Did Red Sox diss Curt Schilling over political views? 2004 hero not included in first-pitch ceremony
Curt Schilling was an integral part of the 2004 Boston Red Sox World Series team, helping them break the dreaded “Curse of the Bambino.”
However, when the Red Sox brought back some players from the 2004 team – including Pedro Martinez, David Ortiz, Kevin Millar, Tim Wakefield, Jason Varitek, Keith Foulke and Alan Embree – before Wednesday's Game 2 of the World Series, they left Schilling out of the pregame festivities.
The organization didn’t invite him, according to the Boston Globe.

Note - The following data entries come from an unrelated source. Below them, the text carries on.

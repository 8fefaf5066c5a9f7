//! Sprite frame selection.
//!
//! Sprite sheets hold one row of `frames_per_direction` frames per octant.
//! The animator cycles through the row of the agent's current octant at a
//! fixed frame length.

use serde::{Deserialize, Serialize};

use crate::direction::Octant;
use crate::math::{fixed_serde, Fixed};

/// Frame timer for an agent's sprite.
#[derive(Debug, Clone, PartialEq, Eq, Serialize, Deserialize)]
pub struct Animator {
    frames_per_direction: u32,
    #[serde(with = "fixed_serde")]
    frame_length: Fixed,
    #[serde(with = "fixed_serde")]
    timer: Fixed,
    current_frame: u32,
}

impl Animator {
    /// Create an animator. A zero `frames_per_direction` is treated as one.
    #[must_use]
    pub fn new(frames_per_direction: u32, frame_length: Fixed) -> Self {
        Self {
            frames_per_direction: frames_per_direction.max(1),
            frame_length,
            timer: Fixed::ZERO,
            current_frame: 0,
        }
    }

    /// Advance the timer by `dt` seconds.
    ///
    /// When the timer reaches the frame length it resets and the frame moves
    /// to the next column of `octant`'s row. Returns `true` if the frame
    /// changed.
    pub fn advance(&mut self, dt: Fixed, octant: Octant) -> bool {
        self.timer += dt.max(Fixed::ZERO);
        if self.timer < self.frame_length {
            return false;
        }

        self.timer = Fixed::ZERO;
        let column = (self.current_frame + 1) % self.frames_per_direction;
        self.current_frame = column + u32::from(octant.index()) * self.frames_per_direction;
        true
    }

    /// Index of the current frame in the sprite sheet.
    #[must_use]
    pub const fn current_frame(&self) -> u32 {
        self.current_frame
    }

    /// Frames in one octant row.
    #[must_use]
    pub const fn frames_per_direction(&self) -> u32 {
        self.frames_per_direction
    }

    /// Seconds each frame is shown.
    #[must_use]
    pub const fn frame_length(&self) -> Fixed {
        self.frame_length
    }
}
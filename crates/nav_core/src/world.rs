//! Navigation world.
//!
//! [`NavWorld`] owns every agent in a session together with the terrain
//! they move over and the steering settings they share. It is passed by
//! reference to whatever drives the game loop; there is no global state.
//!
//! # Determinism
//!
//! - All motion math is fixed-point
//! - Agents are updated in ascending id order
//! - Identical spawns, orders and `dt` sequences give identical state hashes
//!
//! # Example
//!
//! ```
//! use nav_core::math::{Fixed, Vec2Fixed};
//! use nav_core::steering::SteeringConfig;
//! use nav_core::terrain::OpenTerrain;
//! use nav_core::waypoints::OrderMode;
//! use nav_core::world::NavWorld;
//!
//! let mut world = NavWorld::new(OpenTerrain, SteeringConfig::default());
//! let car = world.spawn("car", Vec2Fixed::ZERO, None).unwrap();
//! world
//!     .order_move(car, Vec2Fixed::from_ints(200, 0), OrderMode::Replace)
//!     .unwrap();
//!
//! let dt = Fixed::from_num(1) / Fixed::from_num(20);
//! for _ in 0..20 {
//!     world.tick(dt);
//! }
//! assert!(world.agent(car).unwrap().position().x > Fixed::ZERO);
//! ```

use std::collections::hash_map::DefaultHasher;
use std::collections::BTreeMap;
use std::hash::{Hash, Hasher};

use serde::{Deserialize, Serialize};

use crate::agent::Agent;
use crate::error::{NavError, Result};
use crate::math::{Fixed, Vec2Fixed};
use crate::pathfinding::NavGrid;
use crate::steering::SteeringConfig;
use crate::terrain::{OpenTerrain, TerrainQuery};
use crate::unit_kind::UnitKindRegistry;
use crate::waypoints::OrderMode;

/// Unique agent identifier within a world.
pub type AgentId = u64;

/// Ticks per second the host loop is expected to run at.
pub const TICK_RATE: u32 = 20;

/// Agents by id, iterated in ascending id order.
#[derive(Debug, Clone, PartialEq, Eq, Serialize, Deserialize)]
pub struct AgentStorage {
    agents: BTreeMap<AgentId, Agent>,
    next_id: AgentId,
}

impl AgentStorage {
    /// Create empty storage. Ids start at 1.
    #[must_use]
    pub fn new() -> Self {
        Self {
            agents: BTreeMap::new(),
            next_id: 1,
        }
    }

    /// Insert an agent and return its id.
    pub fn insert(&mut self, agent: Agent) -> AgentId {
        let id = self.next_id;
        self.next_id += 1;
        self.agents.insert(id, agent);
        id
    }

    /// Remove an agent.
    pub fn remove(&mut self, id: AgentId) -> Option<Agent> {
        self.agents.remove(&id)
    }

    /// Get an agent.
    #[must_use]
    pub fn get(&self, id: AgentId) -> Option<&Agent> {
        self.agents.get(&id)
    }

    /// Get an agent mutably.
    pub fn get_mut(&mut self, id: AgentId) -> Option<&mut Agent> {
        self.agents.get_mut(&id)
    }

    /// Number of agents.
    #[must_use]
    pub fn len(&self) -> usize {
        self.agents.len()
    }

    /// Check if storage is empty.
    #[must_use]
    pub fn is_empty(&self) -> bool {
        self.agents.is_empty()
    }

    /// Ids in ascending order.
    #[must_use]
    pub fn sorted_ids(&self) -> Vec<AgentId> {
        self.agents.keys().copied().collect()
    }

    /// Iterate in ascending id order.
    pub fn iter(&self) -> impl Iterator<Item = (AgentId, &Agent)> {
        self.agents.iter().map(|(id, agent)| (*id, agent))
    }
}

impl Default for AgentStorage {
    fn default() -> Self {
        Self::new()
    }
}

/// Agents affected by one tick, each list in ascending id order.
#[derive(Debug, Clone, Default, PartialEq, Eq)]
pub struct TickEvents {
    /// Agents whose position advanced.
    pub moved: Vec<AgentId>,
    /// Agents rolled back by a collision.
    pub collisions: Vec<AgentId>,
    /// Agents that reached their destination and stopped.
    pub arrivals: Vec<AgentId>,
    /// Agents that reached a queued waypoint.
    pub waypoints_reached: Vec<AgentId>,
}

#[derive(Serialize, Deserialize)]
struct WorldSnapshot {
    tick: u64,
    agents: AgentStorage,
}

/// Every agent in a session plus the terrain they move over.
#[derive(Debug, Clone)]
pub struct NavWorld<T = OpenTerrain> {
    tick: u64,
    agents: AgentStorage,
    terrain: T,
    config: SteeringConfig,
    registry: UnitKindRegistry,
}

impl<T: TerrainQuery> NavWorld<T> {
    /// Create an empty world using the builtin unit kinds.
    #[must_use]
    pub fn new(terrain: T, config: SteeringConfig) -> Self {
        Self::with_registry(terrain, config, UnitKindRegistry::builtin())
    }

    /// Create an empty world with a custom unit kind registry.
    #[must_use]
    pub fn with_registry(terrain: T, config: SteeringConfig, registry: UnitKindRegistry) -> Self {
        Self {
            tick: 0,
            agents: AgentStorage::new(),
            terrain,
            config,
            registry,
        }
    }

    /// Ticks run so far.
    #[must_use]
    pub const fn get_tick(&self) -> u64 {
        self.tick
    }

    /// Shared steering settings.
    #[must_use]
    pub const fn config(&self) -> SteeringConfig {
        self.config
    }

    /// Change the steering settings for subsequent ticks.
    pub fn set_config(&mut self, config: SteeringConfig) {
        self.config = config;
    }

    /// Terrain agents collide with.
    #[must_use]
    pub const fn terrain(&self) -> &T {
        &self.terrain
    }

    /// Unit kinds available to [`spawn`](Self::spawn).
    #[must_use]
    pub const fn registry(&self) -> &UnitKindRegistry {
        &self.registry
    }

    /// All agents.
    #[must_use]
    pub const fn agents(&self) -> &AgentStorage {
        &self.agents
    }

    /// Spawn an idle agent of `kind` at `position`.
    ///
    /// # Errors
    ///
    /// Returns `NavError::UnknownUnitKind` if `kind` is not registered.
    pub fn spawn(&mut self, kind: &str, position: Vec2Fixed, home: Option<Vec2Fixed>) -> Result<AgentId> {
        let mut agent = Agent::new(self.registry.get(kind)?, position);
        agent.set_home(home);
        let id = self.agents.insert(agent);
        tracing::debug!(id, kind, ?position, "Spawned agent");
        Ok(id)
    }

    /// Remove an agent from the world.
    ///
    /// # Errors
    ///
    /// Returns `NavError::UnknownAgent` if the agent does not exist.
    pub fn despawn(&mut self, id: AgentId) -> Result<Agent> {
        self.agents.remove(id).ok_or(NavError::UnknownAgent(id))
    }

    /// Look up an agent.
    ///
    /// # Errors
    ///
    /// Returns `NavError::UnknownAgent` if the agent does not exist.
    pub fn agent(&self, id: AgentId) -> Result<&Agent> {
        self.agents.get(id).ok_or(NavError::UnknownAgent(id))
    }

    /// Look up an agent mutably.
    ///
    /// # Errors
    ///
    /// Returns `NavError::UnknownAgent` if the agent does not exist.
    pub fn agent_mut(&mut self, id: AgentId) -> Result<&mut Agent> {
        self.agents.get_mut(id).ok_or(NavError::UnknownAgent(id))
    }

    /// Issue a move order to an agent.
    ///
    /// # Errors
    ///
    /// Returns `NavError::UnknownAgent` if the agent does not exist.
    pub fn order_move(&mut self, id: AgentId, point: Vec2Fixed, mode: OrderMode) -> Result<()> {
        self.agent_mut(id)?.order_move(point, mode);
        Ok(())
    }

    /// Plan a grid route for an agent and queue it.
    ///
    /// # Errors
    ///
    /// Returns `NavError::UnknownAgent` if the agent does not exist and
    /// `NavError::InvalidState` if no route exists.
    pub fn route_to(&mut self, id: AgentId, grid: &NavGrid, goal: Vec2Fixed, mode: OrderMode) -> Result<usize> {
        self.agent_mut(id)?.route_to(grid, goal, mode)
    }

    /// Advance every agent by `dt` seconds.
    pub fn tick(&mut self, dt: Fixed) -> TickEvents {
        let mut events = TickEvents::default();

        for id in self.agents.sorted_ids() {
            let Some(agent) = self.agents.get_mut(id) else {
                continue;
            };
            let outcome = agent.update(dt, self.config, &self.terrain);

            if outcome.moved {
                events.moved.push(id);
            }
            if outcome.collided {
                events.collisions.push(id);
            }
            if outcome.arrived {
                events.arrivals.push(id);
            }
            if outcome.waypoint_reached {
                events.waypoints_reached.push(id);
            }
        }

        self.tick += 1;

        #[cfg(debug_assertions)]
        {
            let hash = self.state_hash();
            tracing::debug!(tick = self.tick, state_hash = hash, "World state hash");
        }

        events
    }

    /// Hash of the tick counter and every agent's motion state.
    ///
    /// Two worlds with identical state produce identical hashes.
    #[must_use]
    pub fn state_hash(&self) -> u64 {
        let mut hasher = DefaultHasher::new();

        self.tick.hash(&mut hasher);
        self.agents.len().hash(&mut hasher);

        for (id, agent) in self.agents.iter() {
            id.hash(&mut hasher);
            agent.kind().hash(&mut hasher);
            agent.position().hash(&mut hasher);
            agent.destination().hash(&mut hasher);
            agent.speed().to_bits().hash(&mut hasher);
            agent.heading().to_bits().hash(&mut hasher);
            agent.direction().hash(&mut hasher);
            agent.last_movement().hash(&mut hasher);
            agent.engine_level().hash(&mut hasher);
            agent.waypoints().len().hash(&mut hasher);
            for waypoint in agent.waypoints().iter() {
                waypoint.hash(&mut hasher);
            }
            agent.current_frame().hash(&mut hasher);
            agent.cargo().hash(&mut hasher);
        }

        hasher.finish()
    }

    /// Serialize the tick counter and agents.
    ///
    /// Terrain, steering settings and the registry are not included.
    ///
    /// # Errors
    ///
    /// Returns an error if serialization fails.
    pub fn snapshot(&self) -> Result<Vec<u8>> {
        let snapshot = WorldSnapshot {
            tick: self.tick,
            agents: self.agents.clone(),
        };
        bincode::serialize(&snapshot)
            .map_err(|e| NavError::InvalidState(format!("Failed to serialize world: {e}")))
    }

    /// Replace the tick counter and agents with a snapshot.
    ///
    /// # Errors
    ///
    /// Returns an error if the bytes are not a valid snapshot; the world is
    /// left unchanged in that case.
    pub fn restore_agents(&mut self, data: &[u8]) -> Result<()> {
        let snapshot: WorldSnapshot = bincode::deserialize(data)
            .map_err(|e| NavError::InvalidState(format!("Failed to deserialize world: {e}")))?;

        self.tick = snapshot.tick;
        self.agents = snapshot.agents;
        tracing::debug!(tick = self.tick, agents = self.agents.len(), "Restored world");
        Ok(())
    }
}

“We did not reach out to him,” a team executive told the newspaper. “But it is not out of spite. It was originally just going to be Pedro and David and Wake and Millar, but we heard from a few others and they are included.”
Schilling, who helped the Red Sox defeat the St. Louis Cardinals in Game 2 of the World Series 14 years ago Wednesday night, confirmed in a tweet he wasn’t invited.
“Nope. No worries though, great to see @45PedroMartinez @davidortiz and @KMillar15 ‘The pimper (sic) of walks’ though. Oh and I get to keep my 3 rings and 3 trophies, so it's all good,” he wrote.
Though the Red Sox, Arizona Diamondbacks, and Philadelphia Phillies have included Schilling in past ceremonies, Schilling’s political views in a heated climate have hampered him in the past.
ESPN fired Schilling from his analyst job in 2016 after sharing a post on Facebook that suggested he was against a measure that would have allowed North Carolina residents to use the restroom that corresponds with their gender identity.
Prior to being fired from the “Worldwide Leader,” Schilling was taken off the Little League World Series broadcast after he compared Muslims to Nazis on social media.
Schilling, 51, is considered to be a sure-fire Hall of Famer. He amassed 3,116 strikeouts over his 20-year career, including striking out 300 batters in a season twice. He also won 20 games three times in his career.